Boehner’s Weakness is America’s Strength

John BoehnerJust for the record, John Boehner is still a very weak Speaker of the House. The House of Representatives voted to suspend the Debt Ceiling through 18 May. This in itself is a chickshit move. Boehner had decided that he didn’t need to make his caucus have to vote to raise the Debt Ceiling; instead, he would just have them ignore it for a while. Why not just “ignore” it forever? And I’m sure that a lot of people in the next set of Republican primaries will ask that very question.

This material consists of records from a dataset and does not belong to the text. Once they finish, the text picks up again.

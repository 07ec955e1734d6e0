// # mpsyncd - Meraki to Pi-hole Sync Daemon
//
// Thin integration layer: reads configuration from the environment, wires
// the registered collaborators into a sync session, then either runs one
// pass or keeps the scheduler and the status API alive until a shutdown
// signal arrives. All sync logic lives in mpsync-core.
//
// ## Configuration
//
// ### Meraki
// - `MERAKI_API_KEY`: Dashboard API key (required)
// - `MERAKI_ORG_ID`: Organization ID (required)
// - `MERAKI_NETWORK_IDS`: Comma-separated network IDs (default: all networks)
// - `MERAKI_CLIENT_TIMESPAN_SECONDS`: Client look-back window (default: 86400)
// - `MERAKI_API_BASE_URL`: API base URL override
//
// ### Pi-hole
// - `PIHOLE_API_URL`: Pi-hole base URL (required)
// - `PIHOLE_API_KEY`: Web or application password
//
// ### Sync
// - `HOSTNAME_SUFFIX`: Suffix of every managed record, e.g. `.lan` (required)
// - `SYNC_INTERVAL_SECONDS`: Delay between passes (default: 300)
// - `MPSYNC_MODE`: `live` (default) or `dry-run`
// - `MPSYNC_RUN_ONCE`: Run a single pass and exit
// - `MPSYNC_PURGE_ON_EMPTY`: Let a pass with no eligible client delete every managed record
// - `MPSYNC_MAX_FETCH_ATTEMPTS`: Attempts per upstream read (default: 4)
// - `MPSYNC_HISTORY_CAPACITY`: Outcomes kept for `/api/history` (default: 50)
//
// ### Daemon
// - `MPSYNC_HTTP_ADDR`: Status API address (default: `0.0.0.0:8080`, `off` disables)
// - `LOG_LEVEL`: trace, debug, info, warn, error (default: info)
//
// ## Example
//
// ```bash
// export MERAKI_API_KEY=your_key
// export MERAKI_ORG_ID=123456
// export PIHOLE_API_URL=http://pi.hole
// export PIHOLE_API_KEY=app_password
// export HOSTNAME_SUFFIX=.lan
//
// mpsyncd
// ```

mod api;
mod settings;

use anyhow::{Context, Result};
use mpsync_core::{Registry, SyncScheduler, SyncSession};
use settings::DaemonConfig;
use std::process::ExitCode;
use std::sync::Arc;
use tokio::sync::watch;
use tracing::{error, info, warn};
use tracing_subscriber::FmtSubscriber;

#[cfg(unix)]
use tokio::signal::unix::{SignalKind, signal};

/// Exit codes for different termination scenarios
///
/// These codes follow systemd conventions:
/// - 0: Clean shutdown, or a completed single pass
/// - 1: Configuration or startup error
/// - 2: Runtime error, or an aborted single pass
#[derive(Debug, Clone, Copy, PartialEq, Eq)]
enum MpsyncExitCode {
    CleanShutdown = 0,
    ConfigError = 1,
    RuntimeError = 2,
}

impl From<MpsyncExitCode> for ExitCode {
    fn from(code: MpsyncExitCode) -> Self {
        ExitCode::from(code as u8)
    }
}

fn main() -> ExitCode {
    let config = match DaemonConfig::from_env() {
        Ok(cfg) => cfg,
        Err(e) => {
            eprintln!("Configuration error: {}", e);
            return MpsyncExitCode::ConfigError.into();
        }
    };

    let subscriber = FmtSubscriber::builder()
        .with_max_level(config.log_level)
        .finish();

    if let Err(e) = tracing::subscriber::set_global_default(subscriber) {
        eprintln!("Failed to set tracing subscriber: {}", e);
        return MpsyncExitCode::ConfigError.into();
    }

    for warning in &config.warnings {
        warn!("{}", warning);
    }

    info!("Starting mpsyncd daemon");
    info!(
        org_id = %config.sync.org_id,
        suffix = %config.sync.hostname_suffix,
        networks = config.sync.network_ids.len(),
        "Configuration loaded"
    );

    let session = match build_session(&config) {
        Ok(session) => session,
        Err(e) => {
            error!("Startup error: {:#}", e);
            return MpsyncExitCode::ConfigError.into();
        }
    };

    let rt = match tokio::runtime::Builder::new_multi_thread()
        .enable_all()
        .build()
    {
        Ok(runtime) => runtime,
        Err(e) => {
            error!("Failed to create tokio runtime: {}", e);
            return MpsyncExitCode::RuntimeError.into();
        }
    };

    let result = rt.block_on(async {
        match run_daemon(config, session).await {
            Ok(code) => code,
            Err(e) => {
                error!("Daemon error: {:#}", e);
                MpsyncExitCode::RuntimeError
            }
        }
    });

    result.into()
}

/// Create the collaborators from the registry and wrap them in a session
fn build_session(config: &DaemonConfig) -> Result<Arc<SyncSession>> {
    let registry = Registry::new();

    #[cfg(feature = "meraki")]
    mpsync_source_meraki::register(&registry);

    #[cfg(feature = "pihole")]
    mpsync_sink_pihole::register(&registry);

    let source = registry
        .create_source(&config.sync.source)
        .context("Failed to create client source")?;
    let store = registry
        .create_store(&config.sync.store)
        .context("Failed to create DNS record store")?;

    info!(
        source = source.source_name(),
        store = store.store_name(),
        "Collaborators created"
    );

    Ok(Arc::new(SyncSession::new(source, store, &config.sync)?))
}

/// Run one pass, or the scheduler and API until shutdown
async fn run_daemon(config: DaemonConfig, session: Arc<SyncSession>) -> Result<MpsyncExitCode> {
    if config.run_once {
        info!("Running a single sync pass");
        let outcome = session.run().await;
        return Ok(if outcome.is_completed() {
            MpsyncExitCode::CleanShutdown
        } else {
            MpsyncExitCode::RuntimeError
        });
    }

    let scheduler = SyncScheduler::new(session, config.sync.engine.sync_interval());
    let (stop_tx, stop_rx) = watch::channel(false);

    tokio::spawn(async move {
        match wait_for_shutdown().await {
            Ok(signal) => info!("Received shutdown signal: {}", signal),
            Err(e) => error!("Shutdown signal error: {}", e),
        }
        stop_tx.send_replace(true);
    });

    let server = match config.http_addr {
        Some(addr) => {
            let listener = tokio::net::TcpListener::bind(addr)
                .await
                .with_context(|| format!("Failed to bind status API on {}", addr))?;
            info!("Status API listening on {}", addr);

            let app = api::router(scheduler.handle());
            let stop = stopped(stop_rx.clone());
            Some(tokio::spawn(async move {
                axum::serve(listener, app).with_graceful_shutdown(stop).await
            }))
        }
        None => None,
    };

    scheduler.run(stopped(stop_rx)).await;

    if let Some(server) = server {
        server
            .await
            .context("Status API task failed")?
            .context("Status API server error")?;
    }

    info!("Shutting down daemon");
    Ok(MpsyncExitCode::CleanShutdown)
}

/// Resolve once the shutdown flag is raised
async fn stopped(mut rx: watch::Receiver<bool>) {
    let _ = rx.wait_for(|stop| *stop).await;
}

/// Wait for shutdown signals (SIGTERM, SIGINT)
#[cfg(unix)]
async fn wait_for_shutdown() -> Result<&'static str> {
    let mut sigterm =
        signal(SignalKind::terminate()).context("Failed to setup SIGTERM handler")?;
    let mut sigint = signal(SignalKind::interrupt()).context("Failed to setup SIGINT handler")?;

    Ok(tokio::select! {
        _ = sigterm.recv() => "SIGTERM",
        _ = sigint.recv() => "SIGINT",
    })
}

/// Wait for shutdown signals (SIGINT only)
///
/// Fallback implementation for non-Unix platforms.
#[cfg(not(unix))]
async fn wait_for_shutdown() -> Result<&'static str> {
    tokio::signal::ctrl_c()
        .await
        .context("Failed to wait for CTRL-C")?;
    Ok("SIGINT")
}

But what makes Boehner look weak is that yet again, he could not get legislation passed without the help of the Democrats. Only 199 Republicans voted for the bill that required at least 230. And this was with the ridiculous unconstitutional[1] “sweetener” of saying the congress doesn’t get paid if it doesn’t pass a budget. The truth is that it is clear that he can’t control his caucus. But the bill did at least fulfill the Hastert Rule, so Boehner has to be pleased about that.

I think we should all be pleased about this vote, however. It shows a willingness on the part of the Republican leadership to work with the Democrats. If Pelosi had whipped the Democratic caucus, Boehner’s bill would have likely gone down in defeat. Boehner had to be a little uneasy about bring the bill up for a vote. And more important: he must have brought it to the floor because he thought that the Democrats would work with him. This doesn’t mean that it will work the other way around, but it is some movement in the right direction. Boehner is using his weakness for good rather than evil.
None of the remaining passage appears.